$$\rightleftharpoonup{xx}$$
$$\longleftharp{xx}$$,
$$\longrightharp{xx}$$,
Commencez par des cellules souches mésenchymateuses de souris transgéniques, des cellules multipotentes dérivées de la moelle osseuse.
Les cellules sont conçues pour exprimer la GFP et les facteurs neurotrophiques thérapeutiques qui soutiennent la croissance et la survie neuronales.
Lavez les cellules avec un tampon et fixez-les pour préserver l’intégrité cellulaire.
Laver à nouveau avec un tampon, puis ajouter une solution pour perméabiliser les membranes cellulaires et nucléaires et bloquer les sites de liaison non spécifiques.
Introduire des anticorps primaires ciblant une protéine marqueur de prolifération cellulaire exprimée exclusivement dans le noyau des cellules en division.
Laver avec un tampon pour éliminer les anticorps non liés.
Ajoutez des anticorps secondaires conjugués aux fluorophores ciblant les anticorps primaires et un colorant de liaison à l’ADN pour contre-colorer les noyaux.
Laver avec un tampon pour éliminer les réactifs non liés.
Chargez la plaque dans le système de criblage à haut contenu et capturez des images pour détecter les signaux fluorescents.
L’expression du marqueur de prolifération cellulaire indique une division cellulaire active, suggérant l’adéquation des cellules transgéniques pour des applications neurothérapeutiques.
Pour effectuer un test de prolifération cellulaire Ki-67, utilisez un tampon de phosphate de 0,1 molaire pour rincer les cultures cellulaires pendant une minute. Après avoir répété le lavage, utilisez du paraformaldéhyde à 4 %, ou PFA, à température ambiante pendant 20 minutes pour fixer les cultures.
Après la fixation, retirez le PFA et utilisez du PBS pour rincer les puits trois fois pendant sept minutes chacun. Après avoir bloqué les cellules selon le protocole de texte, appliquez 100 microlitres de solution d’anticorps primaires dans chaque puits. Couvrez l’assiette et laissez incuber à 4 degrés Celsius pendant la nuit.

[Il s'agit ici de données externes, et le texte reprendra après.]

// CLASSIFICATION: COMMUNITY
// Filename: super_surface.rs v0.1
// Author: Lukas Bower
// Date Modified: 2026-10-18

//! System-memory region shared with FB-queue capable firmware.
//!
//! The layout is fixed: HPQ elements, then LPQ elements, then message
//! elements. The RTOS is told the base and size through the boot arguments.

use once_cell::sync::OnceCell;

use log::info;

use crate::error::{PmuError, PmuResult};
use crate::mm::MemRegion;
use crate::pmu::queue::{
    QueueId, FBQ_CMD_ELEMENT_SIZE, FBQ_CMD_NUM_ELEMENTS, FBQ_MSG_ELEMENT_SIZE,
    FBQ_MSG_NUM_ELEMENTS,
};

const CMDQ_BYTES: u32 = FBQ_CMD_NUM_ELEMENTS * FBQ_CMD_ELEMENT_SIZE;
pub const SS_HPQ_OFFSET: u32 = 0;
pub const SS_LPQ_OFFSET: u32 = SS_HPQ_OFFSET + CMDQ_BYTES;
pub const SS_MSGQ_OFFSET: u32 = SS_LPQ_OFFSET + CMDQ_BYTES;
pub const SUPER_SURFACE_SIZE: u32 = SS_MSGQ_OFFSET + FBQ_MSG_NUM_ELEMENTS * FBQ_MSG_ELEMENT_SIZE;

#[derive(Debug, Default)]
pub struct SuperSurface {
    buf: OnceCell<MemRegion>,
}

impl SuperSurface {
    pub fn new() -> Self {
        Self::default()
    }

    /// Allocate the backing buffer. Later calls keep the first buffer.
    pub fn alloc_buf(&self) -> PmuResult<&MemRegion> {
        let mem = self
            .buf
            .get_or_try_init(|| MemRegion::alloc(SUPER_SURFACE_SIZE as usize))?;
        info!(
            "super surface at {:#x}, {:#x} bytes",
            mem.gpu_va(),
            SUPER_SURFACE_SIZE
        );
        Ok(mem)
    }

    pub fn mem(&self) -> PmuResult<&MemRegion> {
        self.buf.get().ok_or(PmuError::NotReady)
    }

    #[must_use]
    pub fn size(&self) -> u32 {
        SUPER_SURFACE_SIZE
    }

    /// Offset of a queue's element array, `None` for queues not in the surface.
    #[must_use]
    pub fn fbq_offset(id: QueueId) -> Option<u32> {
        match id {
            QueueId::Hpq => Some(SS_HPQ_OFFSET),
            QueueId::Lpq => Some(SS_LPQ_OFFSET),
            QueueId::Msg => Some(SS_MSGQ_OFFSET),
            QueueId::Bios | QueueId::Smi => None,
        }
    }
}

#[cfg(test)]
mod tests {
    use super::*;

    #[test]
    fn layout_packs_queues_back_to_back() {
        assert_eq!(SuperSurface::fbq_offset(QueueId::Lpq), Some(0x4000));
        assert_eq!(SuperSurface::fbq_offset(QueueId::Msg), Some(0x8000));
        assert_eq!(SUPER_SURFACE_SIZE, 0x8800);
        assert_eq!(SuperSurface::fbq_offset(QueueId::Smi), None);
    }

    #[test]
    fn buffer_is_allocated_once() {
        let ss = SuperSurface::new();
        assert_eq!(ss.mem().unwrap_err(), PmuError::NotReady);
        let a = ss.alloc_buf().unwrap().clone();
        let b = ss.alloc_buf().unwrap();
        assert!(a.same_region(b));
        assert_eq!(b.size(), SUPER_SURFACE_SIZE as usize);
    }
}
// CLASSIFICATION: COMMUNITY
// Filename: rollback.rs v0.1
// Author: Lukas Bower
// Date Modified: 2026-10-18

//! Ordered undo list for multi-step initialisation.

use log::debug;

/// Undo steps registered as each resource comes up. Dropping an armed list
/// runs them newest first; `commit` disarms it once every step succeeded.
pub struct Rollback<'a> {
    steps: Vec<(&'static str, Box<dyn FnOnce() + 'a>)>,
}

impl<'a> Default for Rollback<'a> {
    fn default() -> Self {
        Self::new()
    }
}

impl<'a> Rollback<'a> {
    pub fn new() -> Self {
        Self { steps: Vec::new() }
    }

    pub fn push(&mut self, name: &'static str, undo: impl FnOnce() + 'a) {
        self.steps.push((name, Box::new(undo)));
    }

    #[must_use]
    pub fn len(&self) -> usize {
        self.steps.len()
    }

    #[must_use]
    pub fn is_empty(&self) -> bool {
        self.steps.is_empty()
    }

    pub fn commit(mut self) {
        self.steps.clear();
    }
}

impl Drop for Rollback<'_> {
    fn drop(&mut self) {
        while let Some((name, undo)) = self.steps.pop() {
            debug!("rollback: {name}");
            undo();
        }
    }
}

#[cfg(test)]
mod tests {
    use super::*;
    use std::cell::RefCell;

    #[test]
    fn unwinds_in_reverse_unless_committed() {
        let order = RefCell::new(Vec::new());
        {
            let mut rb = Rollback::new();
            rb.push("a", || order.borrow_mut().push("a"));
            rb.push("b", || order.borrow_mut().push("b"));
            rb.push("c", || order.borrow_mut().push("c"));
        }
        assert_eq!(*order.borrow(), vec!["c", "b", "a"]);

        order.borrow_mut().clear();
        let mut rb = Rollback::new();
        rb.push("a", || order.borrow_mut().push("a"));
        rb.commit();
        assert!(order.borrow().is_empty());
    }
}
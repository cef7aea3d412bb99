// CLASSIFICATION: COMMUNITY
// Filename: device.rs v0.1
// Author: Lukas Bower
// Date Modified: 2026-10-18

//! Catalog of GPU sub-engines discovered from the hardware device table.
//!
//! Built once at boot and read-only afterwards. Devices of one type keep
//! hardware table order, so the position in a type's list is the instance
//! index.

use std::collections::VecDeque;

use log::{debug, error, info};
use once_cell::sync::OnceCell;

use crate::error::{PmuError, PmuResult};
use crate::hal::DeviceTableParser;

pub const DEVTYPE_GRAPHICS: u32 = 0;
pub const DEVTYPE_COPY0: u32 = 1;
pub const DEVTYPE_COPY1: u32 = 2;
pub const DEVTYPE_COPY2: u32 = 3;
pub const DEVTYPE_IOCTRL: u32 = 18;
pub const DEVTYPE_LCE: u32 = 19;
/// One past the largest device type id.
pub const MAX_DEVTYPE: u32 = 24;

/// One hardware engine. Immutable once parsed.
#[derive(Clone, Debug, Default, PartialEq, Eq)]
pub struct Device {
    pub dev_type: u32,
    pub inst_id: u32,
    pub engine_id: u32,
    pub runlist_id: u32,
    pub intr_id: u32,
    pub reset_id: u32,
    pub pri_base: u32,
    pub fault_id: u32,
}

impl Device {
    #[must_use]
    pub fn is_copy_engine(&self) -> bool {
        matches!(
            self.dev_type,
            DEVTYPE_COPY0 | DEVTYPE_COPY1 | DEVTYPE_COPY2 | DEVTYPE_LCE
        )
    }

    #[must_use]
    pub fn is_graphics_engine(&self) -> bool {
        self.dev_type == DEVTYPE_GRAPHICS
    }
}

#[must_use]
pub fn type_name(dev_type: u32) -> &'static str {
    match dev_type {
        DEVTYPE_GRAPHICS => "GRAPHICS",
        DEVTYPE_COPY0 => "COPY0",
        DEVTYPE_COPY1 => "COPY1",
        DEVTYPE_COPY2 => "COPY2",
        DEVTYPE_IOCTRL => "IOCTRL",
        DEVTYPE_LCE => "LCE",
        _ => "UNKNOWN",
    }
}

/// Per-type ordered device lists plus per-type counters.
#[derive(Debug)]
pub struct DeviceList {
    lists: Vec<VecDeque<Device>>,
    counts: Vec<u32>,
}

impl DeviceList {
    /// Drain `parser` until it reports the end of the table.
    pub fn build(parser: &mut dyn DeviceTableParser) -> PmuResult<Self> {
        let slots = MAX_DEVTYPE as usize;
        let mut lists = Vec::new();
        lists.try_reserve_exact(slots).map_err(|_| {
            error!("failed to allocate device table");
            PmuError::OutOfMemory
        })?;
        lists.resize_with(slots, VecDeque::new);
        let mut counts = vec![0u32; slots];

        let mut cursor = 0u32;
        while let Some(dev) = parser.parse_next_device(&mut cursor) {
            if dev.dev_type >= MAX_DEVTYPE {
                error!("device table entry with bad type {}", dev.dev_type);
                return Err(PmuError::InvalidArgument("device type out of range"));
            }
            debug!(
                "device {} inst {} engine {} runlist {} pri_base {:#x}",
                type_name(dev.dev_type),
                dev.inst_id,
                dev.engine_id,
                dev.runlist_id,
                dev.pri_base
            );
            let t = dev.dev_type as usize;
            lists[t].push_back(dev);
            counts[t] += 1;
        }
        Ok(Self { lists, counts })
    }

    /// `instance_id`-th device of `dev_type` in table order.
    pub fn get(&self, dev_type: u32, instance_id: u32) -> PmuResult<&Device> {
        if dev_type >= MAX_DEVTYPE {
            return Err(PmuError::InvalidArgument("device type out of range"));
        }
        self.lists[dev_type as usize]
            .iter()
            .nth(instance_id as usize)
            .ok_or_else(|| {
                PmuError::NotFound(format!("{} instance {instance_id}", type_name(dev_type)))
            })
    }

    #[must_use]
    pub fn count(&self, dev_type: u32) -> u32 {
        if dev_type >= MAX_DEVTYPE {
            return 0;
        }
        self.counts[dev_type as usize]
    }

    /// Every device of `dev_type`, in instance order.
    pub fn iter_type(&self, dev_type: u32) -> impl Iterator<Item = &Device> {
        self.lists
            .get(dev_type as usize)
            .into_iter()
            .flat_map(|l| l.iter())
    }

    fn cleanup(&mut self) {
        for l in &mut self.lists {
            l.clear();
        }
        self.counts.iter_mut().for_each(|c| *c = 0);
    }
}

/// Owner of the device table. `init` is idempotent.
#[derive(Debug, Default)]
pub struct Devices {
    table: OnceCell<DeviceList>,
}

impl Devices {
    pub fn new() -> Self {
        Self::default()
    }

    pub fn init(&self, parser: &mut dyn DeviceTableParser) -> PmuResult<()> {
        self.table.get_or_try_init(|| {
            let list = DeviceList::build(parser)?;
            let total: u32 = list.counts.iter().sum();
            info!("device table initialised, {total} devices");
            Ok::<_, PmuError>(list)
        })?;
        Ok(())
    }

    #[must_use]
    pub fn is_initialized(&self) -> bool {
        self.table.get().is_some()
    }

    pub fn list(&self) -> PmuResult<&DeviceList> {
        self.table.get().ok_or(PmuError::NotReady)
    }

    pub fn get(&self, dev_type: u32, instance_id: u32) -> PmuResult<&Device> {
        self.list()?.get(dev_type, instance_id)
    }

    #[must_use]
    pub fn count(&self, dev_type: u32) -> u32 {
        self.table.get().map_or(0, |l| l.count(dev_type))
    }

    /// Free every device and drop the table.
    pub fn cleanup(&mut self) {
        if let Some(mut list) = self.table.take() {
            list.cleanup();
        }
    }
}
// CLASSIFICATION: COMMUNITY
// Filename: pmu_seq.rs v0.1
// Author: Lukas Bower
// Date Modified: 2026-10-18

use std::collections::HashSet;
use std::sync::{Arc, Mutex};
use std::thread;

use pmu_rtos::pmu::msg::{CtrlFlags, PmuMsg};
use pmu_rtos::pmu::seq::{SeqState, SequenceTable, PMU_MAX_NUM_SEQUENCES};
use pmu_rtos::PmuError;
use serial_test::serial;

#[test]
#[serial]
fn lowest_free_id_is_handed_out_until_exhausted() {
    let _ = env_logger::builder().is_test(true).try_init();
    let table = SequenceTable::alloc(3).unwrap();
    let a = table.acquire(None).unwrap();
    let b = table.acquire(None).unwrap();
    let c = table.acquire(None).unwrap();
    assert_eq!((a.id(), b.id(), c.id()), (0, 1, 2));
    assert_eq!(table.acquire(None).unwrap_err(), PmuError::Busy);

    drop(b);
    let again = table.acquire(None).unwrap();
    assert_eq!(again.id(), 1);
    assert_eq!(again.state(), SeqState::Pending);
    assert_eq!(table.in_use(), 3);
    a.release();
    c.release();
    drop(again);
    assert_eq!(table.in_use(), 0);
}

#[test]
#[serial]
fn capacity_is_bounded() {
    let _ = env_logger::builder().is_test(true).try_init();
    assert!(matches!(
        SequenceTable::alloc(0),
        Err(PmuError::InvalidArgument(_))
    ));
    assert!(matches!(
        SequenceTable::alloc(PMU_MAX_NUM_SEQUENCES + 1),
        Err(PmuError::InvalidArgument(_))
    ));
    let full = SequenceTable::alloc(PMU_MAX_NUM_SEQUENCES).unwrap();
    let held: Vec<_> = (0..PMU_MAX_NUM_SEQUENCES)
        .map(|_| full.acquire(None).unwrap())
        .collect();
    assert_eq!(held.last().unwrap().id(), 255);
    assert_eq!(full.acquire(None).unwrap_err(), PmuError::Busy);
}

#[test]
#[serial]
fn release_clears_payload_and_callback() {
    let _ = env_logger::builder().is_test(true).try_init();
    let table = SequenceTable::alloc(1).unwrap();
    let seq = table.acquire(Some(Box::new(|_, _| {}))).unwrap();
    seq.set_fbq_element_index(5);
    seq.set_buffer_size_used(64);
    seq.set_out_payload(Some(Arc::new(Mutex::new(vec![0; 4]))));
    assert!(seq.has_callback());
    drop(seq);

    let seq = table.acquire(None).unwrap();
    assert_eq!(seq.id(), 0);
    assert!(!seq.has_callback());
    assert_eq!(seq.fbq_element_index(), 0);
    assert_eq!(seq.buffer_size_used(), 0);
    assert!(seq.out_payload().is_none());
}

#[test]
#[serial]
fn reply_path_reclaims_exactly_once() {
    let _ = env_logger::builder().is_test(true).try_init();
    let table = SequenceTable::alloc(4).unwrap();
    let calls = Arc::new(Mutex::new(Vec::new()));
    let log = Arc::clone(&calls);
    let seq = table
        .acquire(Some(Box::new(move |msg, err| {
            log.lock().unwrap().push((msg.hdr.seq_id, err));
        })))
        .unwrap();
    let id = seq.into_inflight();
    assert_eq!(table.state_of(id), Some(SeqState::Used));
    assert_eq!(table.in_use(), 1);

    let back = table.take_inflight(id).unwrap();
    assert!(table.take_inflight(id).is_none());
    let msg = PmuMsg::new(0x05, id, CtrlFlags::empty(), vec![]).unwrap();
    back.callback(&msg, 0);
    back.callback(&msg, -1);
    drop(back);
    assert_eq!(*calls.lock().unwrap(), vec![(id, 0)]);
    // Nothing is in flight now, so cancelling finds nothing.
    assert_eq!(table.cancel_inflight(-19), 0);
    assert_eq!(table.in_use(), 0);
}

#[test]
#[serial]
fn concurrent_acquire_never_shares_a_slot() {
    let _ = env_logger::builder().is_test(true).try_init();
    let table = SequenceTable::alloc(64).unwrap();
    let seen = Arc::new(Mutex::new(HashSet::new()));
    let workers: Vec<_> = (0..4)
        .map(|_| {
            let table = Arc::clone(&table);
            let seen = Arc::clone(&seen);
            thread::spawn(move || {
                for _ in 0..500 {
                    let seq = table.acquire(None).unwrap();
                    assert!(seen.lock().unwrap().insert(seq.id()));
                    assert!(seen.lock().unwrap().remove(&seq.id()));
                    drop(seq);
                }
            })
        })
        .collect();
    for w in workers {
        w.join().unwrap();
    }
    assert_eq!(table.in_use(), 0);
}

#[test]
#[serial]
fn init_resets_every_slot() {
    let _ = env_logger::builder().is_test(true).try_init();
    let table = SequenceTable::alloc(8).unwrap();
    let ids: Vec<u8> = (0..3)
        .map(|_| table.acquire(None).unwrap().into_inflight())
        .collect();
    assert_eq!(table.in_use(), 3);
    table.init();
    assert_eq!(table.in_use(), 0);
    for id in ids {
        assert_eq!(table.state_of(id), Some(SeqState::Free));
        assert!(table.take_inflight(id).is_none());
    }
}
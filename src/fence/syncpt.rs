// CLASSIFICATION: COMMUNITY
// Filename: syncpt.rs v0.1
// Author: Lukas Bower
// Date Modified: 2026-10-18

//! Syncpoint-backed fences.

use std::sync::Arc;

use log::{debug, warn};

use super::{FenceKind, FenceOps};
use crate::error::{PmuError, PmuResult};
use crate::util::Timeout;

/// Reported for fences that carry no syncpoint.
pub const SYNCPT_INVALID: u32 = u32::MAX;

/// host1x syncpoint device.
pub trait SyncpointDevice: Send + Sync {
    /// Cheap check against the last value the host observed.
    fn is_expired(&self, id: u32, thresh: u32) -> bool;
    /// Force a read of the hardware counter, refreshing the cached value.
    fn read_ext_check(&self, id: u32) -> PmuResult<u32>;
    fn wait_timeout_ext(&self, id: u32, thresh: u32, timeout: Timeout) -> PmuResult<()>;
}

/// Wrap-safe `value >= thresh`.
#[must_use]
pub fn syncpt_reached(value: u32, thresh: u32) -> bool {
    (value.wrapping_sub(thresh) as i32) >= 0
}

pub struct SyncpointFence {
    dev: Arc<dyn SyncpointDevice>,
    id: u32,
    value: u32,
}

impl SyncpointFence {
    pub fn new(dev: Arc<dyn SyncpointDevice>, id: u32, value: u32) -> Self {
        Self { dev, id, value }
    }

    /// Re-read the counter in case a notification was dropped. A failed read
    /// counts as expired so a broken syncpoint cannot wedge its waiters.
    fn recheck(&self) -> bool {
        match self.dev.read_ext_check(self.id) {
            Ok(_) => self.dev.is_expired(self.id, self.value),
            Err(e) => {
                warn!("syncpt {} read failed: {e}", self.id);
                true
            }
        }
    }
}

impl FenceOps for SyncpointFence {
    fn kind(&self) -> FenceKind {
        FenceKind::Syncpoint
    }

    fn wait(&self, timeout: Timeout) -> PmuResult<()> {
        match self.dev.wait_timeout_ext(self.id, self.value, timeout) {
            Err(PmuError::TimedOut) if self.recheck() => {
                debug!("syncpt {} reached {} on forced read", self.id, self.value);
                Ok(())
            }
            other => other,
        }
    }

    fn is_expired(&self) -> bool {
        if self.dev.is_expired(self.id, self.value) {
            return true;
        }
        self.recheck()
    }

    fn syncpt(&self) -> Option<(u32, u32)> {
        Some((self.id, self.value))
    }
}
// CLASSIFICATION: COMMUNITY
// Filename: pg.rs v0.1
// Author: Lukas Bower
// Date Modified: 2026-10-18

//! Power-gating bookkeeping the RTOS lifecycle touches.

use std::sync::{Condvar, Mutex};

use log::debug;

use crate::error::{PmuError, PmuResult};
use crate::util::{FencedBool, Timeout};

#[derive(Debug, Default)]
pub struct PgState {
    initialized: FencedBool,
    /// Sticky once the RTOS is told to exit.
    state_destroy: FencedBool,
    state_change: Mutex<u64>,
    changed: Condvar,
}

impl PgState {
    pub fn new() -> Self {
        Self::default()
    }

    pub fn sw_setup(&self) {
        self.state_destroy.publish(false);
        self.initialized.publish(true);
        debug!("power gating state set up");
    }

    #[must_use]
    pub fn is_initialized(&self) -> bool {
        self.initialized.observe()
    }

    #[must_use]
    pub fn state_destroy(&self) -> bool {
        self.state_destroy.observe()
    }

    pub fn set_state_destroy(&self) {
        self.state_destroy.publish(true);
    }

    /// Wake whoever waits for an RTOS state change.
    pub fn signal_state_change(&self) {
        let mut gen = match self.state_change.lock() {
            Ok(g) => g,
            Err(p) => p.into_inner(),
        };
        *gen = gen.wrapping_add(1);
        self.changed.notify_all();
    }

    /// Number of state-change signals so far.
    #[must_use]
    pub fn generation(&self) -> u64 {
        self.state_change.lock().map(|g| *g).unwrap_or(0)
    }

    /// Block until a signal newer than `seen` arrives.
    pub fn wait_state_change(&self, seen: u64, timeout: Timeout) -> PmuResult<u64> {
        let mut gen = self.state_change.lock().map_err(|_| PmuError::LockPoisoned)?;
        while *gen == seen {
            match timeout.remaining() {
                None => {
                    gen = self.changed.wait(gen).map_err(|_| PmuError::LockPoisoned)?;
                }
                Some(left) if left.is_zero() => return Err(PmuError::TimedOut),
                Some(left) => {
                    gen = self
                        .changed
                        .wait_timeout(gen, left)
                        .map_err(|_| PmuError::LockPoisoned)?
                        .0;
                }
            }
        }
        Ok(*gen)
    }

    pub fn destroy(&self) {
        self.initialized.publish(false);
        self.signal_state_change();
    }
}
// CLASSIFICATION: COMMUNITY
// Filename: error.rs v0.1
// Author: Lukas Bower
// Date Modified: 2026-10-18

//! Crate-wide error type for the PMU runtime.

use thiserror::Error;

const EIO: i32 = 5;
const ENOENT: i32 = 2;
const EAGAIN: i32 = 11;
const ENOMEM: i32 = 12;
const EBUSY: i32 = 16;
const EINVAL: i32 = 22;
const ENOSPC: i32 = 28;
const ENODEV: i32 = 19;
const ETIMEDOUT: i32 = 110;

/// Errors surfaced by the allocator, device table, fences and PMU runtime.
#[derive(Debug, Clone, PartialEq, Eq, Error)]
pub enum PmuError {
    #[error("invalid argument: {0}")]
    InvalidArgument(&'static str),
    #[error("out of memory")]
    OutOfMemory,
    #[error("not found: {0}")]
    NotFound(String),
    #[error("no such entry: {0}")]
    NoEntry(String),
    #[error("resource busy, try again")]
    Busy,
    #[error("timed out")]
    TimedOut,
    #[error("queue has no space")]
    NoSpace,
    #[error("firmware reported status {0:#x}")]
    Firmware(u32),
    #[error("PMU not ready")]
    NotReady,
    #[error("hardware access failed: {0}")]
    Io(String),
    #[error("PMU lock poisoned")]
    LockPoisoned,
    #[error("configuration error: {0}")]
    Config(String),
}

impl PmuError {
    /// Negative errno equivalent, as handed to reply callbacks.
    #[must_use]
    pub fn errno(&self) -> i32 {
        match self {
            PmuError::InvalidArgument(_) | PmuError::Config(_) => -EINVAL,
            PmuError::OutOfMemory => -ENOMEM,
            PmuError::NotFound(_) | PmuError::NoEntry(_) => -ENOENT,
            PmuError::Busy => -EAGAIN,
            PmuError::TimedOut => -ETIMEDOUT,
            PmuError::NoSpace => -ENOSPC,
            PmuError::Firmware(_) | PmuError::Io(_) => -EIO,
            PmuError::NotReady => -ENODEV,
            PmuError::LockPoisoned => -EBUSY,
        }
    }

    /// Error code used for RC "unhandled command" replies.
    #[must_use]
    pub const fn einval() -> i32 {
        -EINVAL
    }
}

pub type PmuResult<T> = Result<T, PmuError>;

Après avoir lavé les cellules trois fois pendant sept minutes pour chaque lavage, appliquez l’anticorps secondaire, placez les cellules dans l’obscurité et incubez à température ambiante pendant 90 minutes. Après trois autres lavages, couvrez l’assiette et rangez-la à 4 degrés Celsius jusqu’à l’imagerie.
Pour effectuer une imagerie automatisée, chargez la plaque immuno-marquée dans le système HCS et laissez la plaque s’équilibrer pendant 20 minutes. Ouvrez le logiciel d’acquisition et d’analyse d’images du système HCS. Choisissez les paramètres d’acquisition de l’objectif 10X à l’aide du binning de la caméra à 1 et du réglage de gain à 2.
Utilisez la fonction d’exposition automatique pour trouver le plan Z dans lequel se trouvent les cellules et calculer le décalage pour chaque longueur d’onde d’intérêt. Pour l’analyse présentée ici, capturez des images pour DAPI, GFP et Cy3.
Choisissez le niveau d’intensité maximal auquel les puits de contrôle négatifs n’affichent aucun signal pour l’acquisition d’image. Utilisez les mêmes paramètres de seuil pour les puits positifs. Enfin, capturez des images et enregistrez-les dans une base de données, avant d’effectuer l’analyse des images selon le protocole texte.